I want to set up a performant Catalog that scales to large numbers of Runs and supports the full search capability of Databroker.

  1. Install the MongoDB Community Edition. We recommend the latest stable version. Any version 3.x or later should be fine. Alternatively, you can run MongoDB in the MongoDB Docker container maintained by Docker. See Container Advice below if you go this route.

  2. Find where Databroker looks for Catalog configuration files on your system. It varies by OS and environment because Databroker does its best to be a polite guest and place configuration files where the local conventions dictate. Run this snippet to find the list of paths where it looks on your system.

    python3 -c "import databroker; print(databroker.catalog_search_path())"
  3. Compose a configuration file like this. The filename of the configuration file is unimportant, but using CATALOG_NAME.yml is conventional. The file should be placed in any one of the directories listed by the previous step.

        driver: bluesky-mongo-normalized-catalog
          metadatastore_db: mongodb://HOST:PORT/DATABASE_NAME
          asset_registry_db: mongodb://HOST:PORT/DATABASE_NAME

    where CATALOG_NAME is a name of the entry that will appear in databroker.catalog. The two database URIs, metadatastore_db and asset_registry_db, are distinct only for historical reasons. For new deployments, we recommend that you set them to the same value—i.e. that you use one database shared by both.

    If you are using Databroker on the same system where you are running MongoDB, then the URI would be mongodb://localhost:27017/DATABASE_NAME where DATABASE_NAME is fully up to you.

  4. Now CATALOG_NAME should appear in

    import databroker
    # List catalog names.

    If it does not appear, call databroker.catalog.force_reload() and retry. The catalog may be accessed like

    catalog = databroker.catalog[CATALOG_NAME]

    using the CATALOG_NAME in the text of the configuration file. (Again, the filename of the configuration file is not relevant.)

See How to store data from the Run Engine or How to store analysis results to put some actual data in there, and see the tutorials for how to get it back out.


Databroker was designed with access controls per Run in mind, and this is now being actively developed, but currently only all-or-nothing access is supported: Users can access all the Runs in the MongoDB or none of them.

  1. Enable authentication on MongoDB. Following those instructions, create a user with read and write access to your database and set a secure password.

  2. Edit your configuration file as to add a template for username and password in the URI as follows. Notice the addition of the query parameter authSource=admin as well.

    metadatastore_db: mongodb://{{ env(DATABROKER_MONGO_USER) }}:{{ env(DATABROKER_MONGO_PASSWORD) }}@HOST:PORT/DATABASE_NAME?authSource=admin
    asset_registry_db: mongodb://{{ env(DATABROKER_MONGO_USER) }}:{{ env(DATABROKER_MONGO_PASSWORD) }}@HOST:PORT/DATABASE_NAME?authSource=admin

    Refer to PyMongo authentication documentation for context.

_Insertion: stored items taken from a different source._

//! Manual sweep triggers. Each runs the sweep inline and reports how many
//! dispatch tasks it enqueued; the sends themselves happen on the workers.

use axum::{Json, extract::State};
use serde::Serialize;
use tidings_core::store::{EntityResolver, NotificationStore};
use tidings_engine::{Engine, transport::ChannelTransport};

use crate::error::ApiError;

#[derive(Debug, Serialize)]
pub struct SweepResponse {
  pub enqueued: usize,
}

/// `POST /sweeps/immediate`
pub async fn immediate<S, T>(
  State(engine): State<Engine<S, T>>,
) -> Result<Json<SweepResponse>, ApiError>
where
  S: NotificationStore + EntityResolver + 'static,
  T: ChannelTransport + 'static,
{
  let enqueued = engine.sweep_immediate().await?;
  Ok(Json(SweepResponse { enqueued }))
}

/// `POST /sweeps/summarized`
pub async fn summarized<S, T>(
  State(engine): State<Engine<S, T>>,
) -> Result<Json<SweepResponse>, ApiError>
where
  S: NotificationStore + EntityResolver + 'static,
  T: ChannelTransport + 'static,
{
  let enqueued = engine.sweep_summarized().await?;
  Ok(Json(SweepResponse { enqueued }))
}
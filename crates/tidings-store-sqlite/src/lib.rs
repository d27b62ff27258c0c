//! SQLite backend for the Tidings notification store.
//!
//! Wraps [`tokio_rusqlite`] so all database access runs on a dedicated thread
//! without blocking the async runtime.

mod encode;
mod schema;
mod store;

pub mod error;

pub use error::{Error, Result};
pub use store::SqliteStore;

#[cfg(test)]
mod tests;
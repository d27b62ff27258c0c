//! Plain-text email composition for single and summary notifications.

use tidings_core::model::{Message, Recipient};

/// A fully composed email, ready for a [`Mailer`](crate::transport::Mailer).
#[derive(Debug, Clone, PartialEq, Eq)]
pub struct OutgoingMail {
  pub to:      String,
  pub subject: String,
  pub body:    String,
}

/// One message to one recipient.
pub fn single(recipient: &Recipient, subject: &str, body: &str) -> OutgoingMail {
  OutgoingMail {
    to:      recipient.email.clone(),
    subject: subject.to_owned(),
    body:    wrap(recipient, body),
  }
}

/// Several messages folded into one email.
pub fn summary(recipient: &Recipient, messages: &[Message]) -> OutgoingMail {
  let sections = messages
    .iter()
    .map(|m| format!("{}\n{}", m.subject, m.body))
    .collect::<Vec<_>>()
    .join("\n\n");

  OutgoingMail {
    to:      recipient.email.clone(),
    subject: summary_subject(messages.len()),
    body:    wrap(recipient, &sections),
  }
}

pub fn summary_subject(count: usize) -> String {
  let plural = if count == 1 { "" } else { "s" };
  format!("You have {count} new notification{plural}")
}

fn wrap(recipient: &Recipient, content: &str) -> String {
  format!("{}\n\n{content}\n\n{}\n", greeting(recipient), footer(recipient))
}

fn greeting(recipient: &Recipient) -> String {
  match recipient.full_name() {
    name if name.is_empty() => "Hello,".to_owned(),
    name => format!("Hello {name},"),
  }
}

fn footer(recipient: &Recipient) -> String {
  format!("This notification was sent to {}.", recipient.email)
}

#[cfg(test)]
mod tests {
  use chrono::Utc;
  use serde_json::json;
  use uuid::Uuid;

  use super::*;

  fn ada(first: Option<&str>) -> Recipient {
    Recipient {
      recipient_id: Uuid::new_v4(),
      email:        "ada@example.com".into(),
      first_name:   first.map(str::to_owned),
      last_name:    None,
      timezone:     None,
      created_at:   Utc::now(),
    }
  }

  fn message(subject: &str, body: &str) -> Message {
    Message {
      message_id: Uuid::new_v4(),
      topic_id:   Uuid::new_v4(),
      subject:    subject.into(),
      body:       body.into(),
      metadata:   json!({}),
      created_at: Utc::now(),
    }
  }

  #[test]
  fn single_mail_has_greeting_and_footer() {
    let mail = single(&ada(Some("ada")), "Welcome", "Glad you're here.");
    assert_eq!(mail.to, "ada@example.com");
    assert_eq!(mail.subject, "Welcome");
    assert_eq!(
      mail.body,
      "Hello Ada,\n\nGlad you're here.\n\nThis notification was sent to ada@example.com.\n"
    );
  }

  #[test]
  fn nameless_recipient_gets_plain_greeting() {
    let mail = single(&ada(None), "Hi", "Body");
    assert!(mail.body.starts_with("Hello,\n\n"));
  }

  #[test]
  fn summary_lists_every_message() {
    let mail = summary(&ada(Some("ada")), &[
      message("Order shipped", "Your order is on its way."),
      message("Invoice ready", "Invoice #42 is available."),
    ]);
    assert_eq!(mail.subject, "You have 2 new notifications");
    assert!(mail.body.contains(
      "Order shipped\nYour order is on its way.\n\nInvoice ready\nInvoice #42 is available."
    ));
  }

  #[test]
  fn summary_subject_pluralises() {
    assert_eq!(summary_subject(1), "You have 1 new notification");
    assert_eq!(summary_subject(3), "You have 3 new notifications");
  }
}
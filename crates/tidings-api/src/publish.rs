//! `POST /publish` — the entry point other systems use to raise a topic event.

use axum::{Json, extract::State, http::StatusCode, response::IntoResponse};
use serde::Deserialize;
use tidings_core::{
  context::PortableContext,
  store::{EntityResolver, NotificationStore},
};
use tidings_engine::{Engine, transport::ChannelTransport};

use crate::error::ApiError;

/// JSON body accepted by `POST /publish`.
///
/// Entity references inside `context` use the portable form
/// `{"_type": "recipient", "_id": "<uuid>"}`.
#[derive(Debug, Deserialize)]
pub struct PublishBody {
  pub topic_key: String,
  #[serde(default)]
  pub context:   PortableContext,
}

/// `POST /publish` — 202 + publish report; 404 for an unknown topic key.
pub async fn handler<S, T>(
  State(engine): State<Engine<S, T>>,
  Json(body): Json<PublishBody>,
) -> Result<impl IntoResponse, ApiError>
where
  S: NotificationStore + EntityResolver + 'static,
  T: ChannelTransport + 'static,
{
  if body.topic_key.trim().is_empty() {
    return Err(ApiError::BadRequest("topic_key must not be empty".into()));
  }
  let report = engine.publish(&body.topic_key, body.context).await?;
  Ok((StatusCode::ACCEPTED, Json(report)))
}
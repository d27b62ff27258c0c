//! [`SqliteStore`] — the SQLite implementation of [`NotificationStore`].

use std::path::Path;

use chrono::{DateTime, Utc};
use rusqlite::{OptionalExtension as _, params, params_from_iter};
use uuid::Uuid;

use tidings_core::{
  context::{Entity, EntityKind},
  model::{
    Channel, Message, NewMessage, NewQueueItem, NewRecipient, NewSubscription,
    NewTemplate, NewTopic, QueueItem, Recipient, Subscription,
    SubscriptionWithRecipient, Template, Topic,
  },
  store::{
    EntityResolver, FrequencyClass, NotificationStore, QueueItemQuery,
    QueueItemState,
  },
};

use crate::{
  Error, Result,
  encode::{
    MESSAGE_COLUMNS, QUEUE_ITEM_COLUMNS, RECIPIENT_COLUMNS, RawMessage,
    RawQueueItem, RawRecipient, RawSubscription, RawTemplate, RawTopic,
    SUBSCRIPTION_COLUMNS, TEMPLATE_COLUMNS, TOPIC_COLUMNS, db_precision,
    encode_dt, encode_uuid,
  },
  schema::SCHEMA,
};

/// `?, ?, ?` with `n` placeholders.
fn placeholders(n: usize) -> String { vec!["?"; n].join(", ") }

// ─── Store ───────────────────────────────────────────────────────────────────

/// A notification store backed by a single SQLite file.
///
/// Cloning is cheap — the inner connection is reference-counted.
#[derive(Clone)]
pub struct SqliteStore {
  conn: tokio_rusqlite::Connection,
}

impl SqliteStore {
  /// Open (or create) a store at `path` and run schema initialisation.
  pub async fn open(path: impl AsRef<Path>) -> Result<Self> {
    let path = path.as_ref();
    let conn = tokio_rusqlite::Connection::open(path).await?;
    let store = Self { conn };
    store.init_schema().await?;
    tracing::debug!(path = %path.display(), "opened sqlite store");
    Ok(store)
  }

  /// Open an in-memory store — useful for testing.
  pub async fn open_in_memory() -> Result<Self> {
    let conn = tokio_rusqlite::Connection::open_in_memory().await?;
    let store = Self { conn };
    store.init_schema().await?;
    Ok(store)
  }

  async fn init_schema(&self) -> Result<()> {
    self
      .conn
      .call(|conn| {
        conn.execute_batch(SCHEMA)?;
        Ok(())
      })
      .await?;
    Ok(())
  }

  async fn query_queue_items(
    &self,
    sql: String,
    args: Vec<rusqlite::types::Value>,
  ) -> Result<Vec<QueueItem>> {
    let raws: Vec<RawQueueItem> = self
      .conn
      .call(move |conn| {
        let mut stmt = conn.prepare(&sql)?;
        let rows = stmt
          .query_map(params_from_iter(args), RawQueueItem::from_row)?
          .collect::<rusqlite::Result<Vec<_>>>()?;
        Ok(rows)
      })
      .await?;

    raws.into_iter().map(RawQueueItem::into_queue_item).collect()
  }
}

  3. Set these environment variables to provide access to the database.

    export DATABROKER_MONGO_USER='...'

Container Advice

If you choose to run MongoDB in a Docker container:

  • Be sure to mount persistent storage from the host machine into the volumes MongoDB stores it data. When the container stops, you presumably still want your data!

  • See this resource for information on enabling authentication.